TYKRIL and lncRNA Biology
Tens of thousands of lncRNA transcripts are encoded by the human genome. They are transcripts over 200 nucleotides long without predicted protein-coding potential. lncRNAs typically bind either proteins or other RNA molecules to enact epigenetic, transcriptional, and posttranscriptional regulation of gene expression, affecting a wide range of biological processes ranging from cell proliferation, apoptosis, and differentiation (4). lncRNAs have dynamic and specific expression patterns, are expressed in both the nucleus and cytoplasm, and are released at detectable and reproducible quantities into the circulating plasma (5). A crucial challenge in the study of these molecules is their poor sequence conservation across mammalian species, thus making analysis of their in vivo mechanisms of action particularly challenging.
Though a number of lncRNAs have been reported as dysregulated in tissue and plasma of subjects with PAH, the actions of only a few lncRNAs thus far have been implicated in pulmonary vascular pathophysiology. In this issue of the Journal, Zehendner and colleagues (pp. 1445–1457) screened the landscape of lncRNAs in human PAH lung tissue; they characterized the novel lncRNA TYKRIL (tyrosine kinase receptor–inducing lncRNA) in pulmonary vascular remodeling and suggest it as a new therapeutic target (6). The team began by conducting RNA-sequencing analysis of PASMCs and lung pericytes exposed to hypoxia and derived from patients with idiopathic PAH. This global screening approach allowed for the identification of numerous dynamically altered lncRNAs, including TYKRIL. In cultured PASMCs and pericytes and in lung slices from patients with PAH, the team demonstrated that TYKRIL regulates tyrosine kinase signaling by binding the tumor suppressor p53 and facilitating the transcription of platelet-derived growth factor receptor PDGFRβ, thus promoting the hyperproliferative and apoptosis-resistant phenotypes of these cells in PAH (Figure 1A).
Figure 1.
A new era for studies in long noncoding RNA (lncRNA) biology for pulmonary arterial hypertension. (A) Representation of TYKRIL (tyrosine kinase receptor–inducing lncRNA) function in the p53/PDGFRβ signaling axis under physiologic and pulmonary hypertension conditions. (B) Advancing methodologies for creating three in situ models to study human pathophysiology driven by nonconserved lncRNAs: precision-cut lung slices, humanized mouse models, and human organoid models. (C) Currently proposed therapeutic technologies and their drawbacks for inhibiting lncRNAs (Gapmers/antisense oligonucleotides [ASO] and CRISPR/Cas9 genome editing). Priorities for understanding lncRNA biology to develop more effective RNA therapies include systems biology analyses for defining RNA secondary structure, binding partners, and cell type–specific expression and function. 3D = three-dimensional.
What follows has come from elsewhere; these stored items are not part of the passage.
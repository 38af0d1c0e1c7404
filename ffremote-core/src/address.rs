//! Endpoint address classification.

use std::path::Path;

use crate::error::{Error, Result};

/// The transport family an endpoint string resolves to.
#[derive(Debug, Clone, Copy, PartialEq, Eq)]
pub enum AddressFamily {
    /// `host:port`, a reliable ordered stream socket.
    Tcp,
    /// An absolute filesystem path, a Unix domain socket on the same host.
    Unix,
}

impl AddressFamily {
    pub fn name(&self) -> &'static str {
        match self {
            Self::Tcp => "tcp",
            Self::Unix => "unix",
        }
    }
}

/// A classified endpoint. Immutable after parsing.
#[derive(Debug, Clone, PartialEq, Eq)]
pub struct ConnectionInfo {
    pub family: AddressFamily,
    pub endpoint: String,
}

/// Classify an address string.
///
/// A string containing `:` is a TCP endpoint; otherwise an absolute path is a
/// Unix socket. The classification is intentionally syntactic; DNS resolution
/// and file existence are checked at connect or listen time.
pub fn parse_address(address: &str) -> Result<ConnectionInfo> {
    if address.contains(':') {
        return Ok(ConnectionInfo {
            family: AddressFamily::Tcp,
            endpoint: address.to_string(),
        });
    }

    if Path::new(address).is_absolute() {
        return Ok(ConnectionInfo {
            family: AddressFamily::Unix,
            endpoint: address.to_string(),
        });
    }

    Err(Error::InvalidAddress(address.to_string()))
}

#[cfg(test)]
mod tests {
    use super::*;

    #[test]
    fn test_host_port_is_tcp() {
        let info = parse_address("127.0.0.1:5050").unwrap();
        assert_eq!(info.family, AddressFamily::Tcp);
        assert_eq!(info.endpoint, "127.0.0.1:5050");

        let info = parse_address("transcode.internal:9000").unwrap();
        assert_eq!(info.family, AddressFamily::Tcp);
    }

    #[test]
    fn test_absolute_path_is_unix() {
        let info = parse_address("/tmp/ffremote.sock").unwrap();
        assert_eq!(info.family, AddressFamily::Unix);
        assert_eq!(info.endpoint, "/tmp/ffremote.sock");
    }

    #[test]
    fn test_relative_path_is_invalid() {
        assert!(matches!(
            parse_address("ffremote.sock"),
            Err(Error::InvalidAddress(_))
        ));
        assert!(matches!(parse_address(""), Err(Error::InvalidAddress(_))));
    }

    #[test]
    fn test_colon_wins_over_path() {
        // The rules apply in order, so a colon classifies as TCP even if the
        // string also looks path-like.
        let info = parse_address("/weird:path").unwrap();
        assert_eq!(info.family, AddressFamily::Tcp);
    }
}
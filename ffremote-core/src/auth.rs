//! Command authentication.
//!
//! The signature is an HMAC-SHA256 over the null-joined argument vector,
//! keyed with the shared secret and hex-encoded. The argument vector is the
//! security-relevant input: it determines what the server will run. The null
//! separator keeps arguments containing spaces or other delimiters
//! unambiguous.

use hmac::{Hmac, Mac};
use sha2::Sha256;
use subtle::ConstantTimeEq;

type HmacSha256 = Hmac<Sha256>;

/// Compute the hex-encoded signature for an argument vector.
pub fn calculate_signature(auth_secret: &str, args: &[String]) -> String {
    let mut mac = HmacSha256::new_from_slice(auth_secret.as_bytes())
        .expect("HMAC accepts keys of any length");
    for (i, arg) in args.iter().enumerate() {
        if i > 0 {
            mac.update(&[0]);
        }
        mac.update(arg.as_bytes());
    }
    hex::encode(mac.finalize().into_bytes())
}

/// Verify a received signature against the expected one in constant time.
pub fn verify_signature(auth_secret: &str, signature: &str, args: &[String]) -> bool {
    let expected = calculate_signature(auth_secret, args);
    expected.as_bytes().ct_eq(signature.as_bytes()).into()
}
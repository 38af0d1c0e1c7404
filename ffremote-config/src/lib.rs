//! # ffremote Config
//!
//! Configuration for the ffremote client and server: JSONC config files
//! discovered along a fixed search path, log destination parsing and tracing
//! setup, and the path-rewrite rules the server applies to incoming argument
//! vectors.

pub mod error;
pub mod jsonc;
pub mod log;
pub mod paths;
pub mod rewrite;
pub mod settings;

pub use error::{ConfigError, Result};
pub use jsonc::strip_comments;
pub use log::{init_logging, LogDestination};
pub use paths::{search_paths, ConfigKind};
pub use rewrite::rewrite_args;
pub use settings::{load_client_config, load_server_config, ClientConfig, LogValue, ServerConfig};
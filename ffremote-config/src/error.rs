//! Configuration error types.

use std::path::PathBuf;

use thiserror::Error;

/// Configuration loading and parsing errors.
#[derive(Error, Debug)]
pub enum ConfigError {
    /// No config file was found anywhere on the search path.
    #[error("no valid configuration found (searched {0} paths)")]
    NotFound(usize),

    /// A config file exists but could not be read.
    #[error("error loading config from {path}: {source}")]
    Read {
        path: PathBuf,
        source: std::io::Error,
    },

    /// A config file was read but is not valid JSON after comment stripping.
    #[error("error parsing config {path}: {source}")]
    Parse {
        path: PathBuf,
        source: serde_json::Error,
    },

    /// The `log` field holds a value the config schema does not allow.
    #[error("invalid log configuration: {0}")]
    InvalidLog(String),

    /// I/O errors from log file setup.
    #[error("I/O error: {0}")]
    Io(#[from] std::io::Error),
}

/// Result type for configuration operations.
pub type Result<T> = std::result::Result<T, ConfigError>;
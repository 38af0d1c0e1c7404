//! ffremote server: listens for client connections and runs the configured
//! transcoder binary on their behalf.

use std::path::PathBuf;
use std::sync::Arc;

use clap::Parser;
use tokio::signal::unix::{signal, SignalKind};
use tokio_util::sync::CancellationToken;
use tracing::{info, warn};

use ffremote_config::{
    init_logging, load_server_config, search_paths, ConfigKind, LogDestination,
};
use ffremote_core::address::parse_address;
use ffremote_core::Listener;
use ffremote_server::{serve, ProcessRegistry};

/// Remote transcoder execution server.
#[derive(Parser, Debug)]
#[command(name = "ffremote-server", version)]
struct Args {
    /// Path to the config file (replaces the search path)
    #[arg(long)]
    config: Option<PathBuf>,

    /// Print config search paths and exit
    #[arg(long)]
    debug_print_search_paths: bool,
}

#[tokio::main]
async fn main() -> anyhow::Result<()> {
    let args = Args::parse();

    let mut paths = search_paths(ConfigKind::Server);
    if let Some(path) = args.config {
        paths = vec![path];
    }

    if args.debug_print_search_paths {
        ffremote_config::paths::print_search_paths(&paths);
        return Ok(());
    }

    let (config, config_path) = load_server_config(&paths)?;
    let destination = LogDestination::resolve(config.log.as_ref())?;
    init_logging(&destination, config.debug)?;
    println!("Loaded config from: {}", config_path.display());

    let info = parse_address(&config.address)?;
    let listener = Listener::bind(&info).await?;
    println!(
        "Server listening on {} ({})",
        config.address,
        info.family.name()
    );
    info!(address = %config.address, family = info.family.name(), "server listening");

    let root = CancellationToken::new();
    let signal_token = root.clone();
    tokio::spawn(async move {
        shutdown_signal().await;
        eprintln!("Received interrupt signal, shutting down...");
        signal_token.cancel();
    });

    let registry = Arc::new(ProcessRegistry::new());
    serve(listener, Arc::new(config), registry, root).await;

    Ok(())
}

async fn shutdown_signal() {
    let ctrl_c = tokio::signal::ctrl_c();
    match signal(SignalKind::terminate()) {
        Ok(mut terminate) => {
            tokio::select! {
                _ = ctrl_c => {}
                _ = terminate.recv() => {}
            }
        }
        Err(e) => {
            warn!(error = %e, "failed to install SIGTERM handler");
            let _ = ctrl_c.await;
        }
    }
}
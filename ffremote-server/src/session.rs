//! Per-connection session: handshake, subprocess spawn, supervision, reap.

use std::process::Stdio;
use std::sync::Arc;

use tokio::io::WriteHalf;
use tokio::process::Command;
use tokio_util::sync::CancellationToken;
use tracing::{debug, error, info, warn};

use ffremote_config::{rewrite_args, ServerConfig};
use ffremote_core::auth::verify_signature;
use ffremote_core::command::parse_command;
use ffremote_core::{
    read_frame, BoxedConnection, CommandRequest, Frame, FrameSink, MessageType, PROTOCOL_VERSION,
};

use crate::proxy::{forward_output, stdin_proxy};
use crate::registry::ProcessRegistry;

type ConnectionSink = FrameSink<WriteHalf<BoxedConnection>>;

/// Drive one client connection from handshake to teardown.
///
/// Every failure path before the spawn sends an `Error` frame when the
/// connection still permits writing, then closes. After the spawn, exactly
/// one `ExitCode` frame is attempted on the normal path; a session ended by
/// disconnect simply fails that send.
pub async fn handle_connection(
    conn: BoxedConnection,
    remote: String,
    config: Arc<ServerConfig>,
    registry: Arc<ProcessRegistry>,
    token: CancellationToken,
) {
    info!(%remote, "new connection");

    let (mut reader, writer) = tokio::io::split(conn);
    let sink = Arc::new(FrameSink::new(writer));

    // The first frame must be the authenticated command.
    let frame = tokio::select! {
        _ = token.cancelled() => return,
        frame = read_frame(&mut reader) => frame,
    };
    let frame = match frame {
        Ok(frame) => frame,
        Err(e) => {
            warn!(%remote, error = %e, "error reading initial message");
            return;
        }
    };

    let Some(request) = check_handshake(&frame, &config, &remote, &sink).await else {
        return;
    };

    // Prepare the command: rewrite paths, confirm the binary exists.
    let args = rewrite_args(&request.args, &config.rewrites);
    if !config.ffmpeg_path.exists() {
        error!(%remote, path = %config.ffmpeg_path.display(), "transcoder not found at configured path");
        reject(
            &sink,
            &remote,
            format!("FFmpeg not found at {}", config.ffmpeg_path.display()),
        )
        .await;
        return;
    }

    info!(%remote, path = %config.ffmpeg_path.display(), ?args, "starting transcoder");
    let mut child = match Command::new(&config.ffmpeg_path)
        .args(&args)
        .stdin(Stdio::piped())
        .stdout(Stdio::piped())
        .stderr(Stdio::piped())
        .kill_on_drop(true)
        .spawn()
    {
        Ok(child) => child,
        Err(e) => {
            error!(%remote, error = %e, "error starting transcoder");
            reject(&sink, &remote, format!("Error starting FFmpeg: {e}")).await;
            return;
        }
    };

    // Each pipe is owned by exactly one proxy task from here on.
    let stdin = child.stdin.take().expect("stdin was requested piped");
    let stdout = child.stdout.take().expect("stdout was requested piped");
    let stderr = child.stderr.take().expect("stderr was requested piped");

    let process_id = registry.register(&remote, child.id(), &args);
    let cmd_token = token.child_token();

    let stdin_task = tokio::spawn(stdin_proxy(
        reader,
        stdin,
        cmd_token.clone(),
        remote.clone(),
    ));
    let stdout_task = tokio::spawn(forward_output(
        stdout,
        sink.clone(),
        MessageType::Stdout,
        cmd_token.clone(),
        config.debug,
        "stdout",
    ));
    let stderr_task = tokio::spawn(forward_output(
        stderr,
        sink.clone(),
        MessageType::Stderr,
        cmd_token.clone(),
        config.debug,
        "stderr",
    ));

    // Reap: wait for exit, racing cancellation. Cancellation (client cancel,
    // disconnect, or server shutdown) kills the subprocess, which is then
    // reaped the same way.
    let status = tokio::select! {
        status = child.wait() => status,
        _ = cmd_token.cancelled() => {
            info!(%remote, id = %process_id, "session cancelled, killing transcoder");
            if let Err(e) = child.kill().await {
                warn!(%remote, error = %e, "failed to kill transcoder");
            }
            child.wait().await
        }
    };

    let exit_code = match status {
        Ok(status) => status.code().unwrap_or(1),
        Err(e) => {
            warn!(%remote, error = %e, "error waiting for transcoder");
            1
        }
    };

    // Let the output proxies drain to EOF so the exit frame is the last
    // thing the client sees.
    let _ = stdout_task.await;
    let _ = stderr_task.await;

    info!(%remote, id = %process_id, code = exit_code, "transcoder completed");
    let exit_byte = [(exit_code & 0xff) as u8];
    if let Err(e) = sink.send(MessageType::ExitCode, &exit_byte).await {
        debug!(%remote, error = %e, "could not deliver exit code");
    }

    cmd_token.cancel();
    let _ = stdin_task.await;
    registry.remove(&process_id);
    debug!(%remote, id = %process_id, "session ended");
}

/// Validate the handshake frame. On any failure an `Error` frame is sent and
/// `None` returned; no subprocess is spawned.
async fn check_handshake(
    frame: &Frame,
    config: &ServerConfig,
    remote: &str,
    sink: &ConnectionSink,
) -> Option<CommandRequest> {
    if frame.message_type() != Some(MessageType::Command) {
        warn!(%remote, frame_type = frame.frame_type, "expected command message");
        reject(sink, remote, "Expected command message".to_string()).await;
        return None;
    }

    let request = match parse_command(&frame.payload) {
        Ok(request) => request,
        Err(e) => {
            warn!(%remote, error = %e, "error parsing command message");
            reject(sink, remote, format!("Invalid command message: {e}")).await;
            return None;
        }
    };

    if request.version != PROTOCOL_VERSION {
        warn!(%remote, version = request.version, "unsupported protocol version");
        reject(
            sink,
            remote,
            format!(
                "Unsupported protocol version: got {}, expected {}",
                request.version, PROTOCOL_VERSION
            ),
        )
        .await;
        return None;
    }

    if !verify_signature(&config.auth_secret, &request.signature, &request.args) {
        warn!(%remote, "invalid signature");
        reject(
            sink,
            remote,
            "Authentication failed: invalid signature".to_string(),
        )
        .await;
        return None;
    }

    Some(request)
}

async fn reject(sink: &ConnectionSink, remote: &str, message: String) {
    if let Err(e) = sink.send(MessageType::Error, message.as_bytes()).await {
        warn!(%remote, error = %e, "failed to send error message");
    }
}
Overall, this study offers a glimpse into the next generation of studies that are fast approaching to characterize lncRNA biology in PAH. As the first known lncRNA to regulate the central p53/PDGFRβ axis, TYKRIL may indeed serve as a key mediator across multiple cell types of PAH. Yet, because this lncRNA is not conserved in rodents, traditional approaches to study its mechanisms of action were not possible in live animals. Instead, the team used an ex vivo precise cut lung slice model (7), whereby explanted human lung slices containing all lung cell types could be cultured and manipulated at the molecular level. As such, the use of precision lung slices here served as a clever method to gain insight into this lncRNA’s role in controlling vascular remodeling. Such a discovery platform may open up key avenues to study other nonconserved lncRNAs in human lung diseases. Furthermore, given the well-documented limitations of current animal models of PAH (8), such work highlights the potential for future development of complex in situ or synthetic human biology models of PAH that otherwise have not been possible to date. For example, such approaches could be envisioned using three-dimensional human organoid modeling (9) or humanized mice engrafted with human biological tissues, often useful in modeling human immune cell interactions with the vasculature (10) (Figure 1B).
lncRNA Therapeutics
These novel discovery platforms may also open a door for development of specific lncRNAs as therapeutic targets in PAH. However, stemming from the number of unknowns that still exist in noncoding RNA biology, current technology for lncRNA inhibition may not yet be advanced enough for true therapeutic performance. Here, Zehendner and colleagues inhibit TYKRIL using gapmers, chimeric antisense oligonucleotides that engage target lncRNA and induce RNase H-based degradation (11). These can be particularly useful in targeting nuclear RNAs as compared with siRNAs that target cytoplasmic messenger transcripts. Nonetheless, gapmers and other existing RNA interference methods are difficult to implement therapeutically because of low bioavailability and off-target effects (12). Those off-target effects are further compounded by the innate biology of lncRNAs that often employs extreme and varied pleiotropic cellular reprogramming, as this group also found by RNA sequencing of cells after TYKRIL knockdown. Finally, the cell-type specificity of actions of lncRNAs such as TYKRIL can further complicate the biology. For instance, in this study, beyond pericytes and PASMCs, TYKRIL was also found to be upregulated in PAECs. However, because TYKRIL’s target p53 displays divergent expression patterns and activity in PAECs in PAH (13), TYKRIL’s ultimate actions may be more nuanced and distinct, depending on cell type.
Ultimately, for more reliable therapeutic development in this space, a better system would be necessary to catalog and discern the key regulatory targets and pathways of an individual lncRNA across its multilayered pleiotropy. Improvements in our ability to predict the secondary structure of lncRNAs and their binding potential to other RNAs and proteins should be prioritized. Furthermore, the development of therapeutic delivery systems in vivo to target or genomically edit lncRNAs in specific cells or cell types may also be warranted (Figure 1C). Despite these challenges, this study exemplifies the progress being made toward a more complete understanding and druggable landscape for lncRNAs in PAH.
Supplementary Material
Footnotes
Supported by NIH grants R01 HL124021, HL 122596, HL 138437, and UH2/UH3 TR002073, and American Heart Association Established Investigator Award 18EIA33900027 (S.Y.C.).
Originally Published in Press as DOI: 10.1164/rccm.202007-2632ED on July 29, 2020
Author disclosures are available with the text of this article at www.atsjournals.org.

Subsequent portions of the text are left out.